MATASEMARANG.COM – Aparatur Sipil Negara (ASN) diimbau untuk berani menolak intervensi atau campur tangan aktor politik dalam penyelenggaraan pemerintahan.
Hal ini ditegaskan Dosen Fakultas Hukum Universitas Diponegoro (Undip) Semarang Sri Nur Hari Susanto saat menjadi narasumber dalam Dialog Hukum yang digelar Dewan Pengurus KORPRI Kabupaten Semarang di Aula Kantor Disdikbudpora Kompleks Perkantoran Suwakul, Jumat 28 November 2025.
Menurut Sri, campur tangan politik dapat merusak etika birokrasi dan mengganggu profesionalisme ASN.
Karena itu, penolakan harus dibarengi dengan sikap jujur, bertanggung jawab, dan berkomitmen tinggi.
“Kejujuran dapat menepis ajakan negatif penyalahgunaan wewenang dan perilaku korup yang bisa saja datang dari pihak luar,” tegasnya.
Ia menambahkan, profesionalisme menjadi kata kunci agar ASN terhindar dari praktik maladministrasi.

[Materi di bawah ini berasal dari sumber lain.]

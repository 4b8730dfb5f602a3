//! Derived performance metrics for bots and the portfolio as a whole.

use chrono::{DateTime, Utc};
use rust_decimal::Decimal;
use serde::{Deserialize, Serialize};

use super::config::{BotConfig, StrategyType};
use super::trade::TradeSide;

/// The most recent bot-attributed trade, read as a signal.
#[derive(Debug, Clone, Copy, PartialEq, Eq, Serialize, Deserialize)]
#[serde(rename_all = "camelCase")]
pub struct LatestSignal {
    /// Side of the trade the signal came from
    pub side: TradeSide,
    pub timestamp: DateTime<Utc>,
}

/// Performance summary for one bot configuration.
#[derive(Debug, Clone, PartialEq, Serialize, Deserialize)]
#[serde(rename_all = "camelCase")]
pub struct BotMetrics {
    pub strategy_type: StrategyType,

    /// The configuration the metrics were derived for
    pub config: BotConfig,

    /// Whether the bot is currently in automated mode
    pub is_active: bool,

    /// Realized cashflow over the bot's trades: sells minus buys
    pub profit_loss: Decimal,

    /// `profit_loss` relative to buy-side investment, in percent;
    /// zero when the bot has no buys
    pub profit_loss_percent: Decimal,

    pub trade_count: usize,

    /// No position ledger exists, so this is always zero for now
    pub open_positions: u32,

    pub latest_signal: Option<LatestSignal>,
}

/// Ledger-wide summary across bot-attributed and manual trades.
#[derive(Debug, Clone, PartialEq, Serialize, Deserialize)]
#[serde(rename_all = "camelCase")]
pub struct PortfolioMetrics {
    /// Realized cashflow over the entire ledger
    pub profit_loss: Decimal,

    pub trade_count: usize,

    /// Trades placed manually, outside any bot
    pub manual_trade_count: usize,
}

ASN yang terlibat langsung dalam pelayanan publik juga diingatkan untuk tidak menunda pekerjaan berlarut, karena hal itu bisa menghilangkan kepercayaan masyarakat dan bahkan memunculkan gugatan hukum.
Bupati Semarang Ngesti Nugraha menegaskan bahwa perlindungan hukum akan membuat ASN lebih percaya diri dalam bekerja profesional.
Ia juga mengapresiasi langkah Dewan Pengurus KORPRI yang telah membentuk lembaga konsultasi dan bantuan hukum bagi anggotanya.
“Laksanakan tugas sesuai aturan yang berlaku. Jangan takut bertindak,” tandasnya.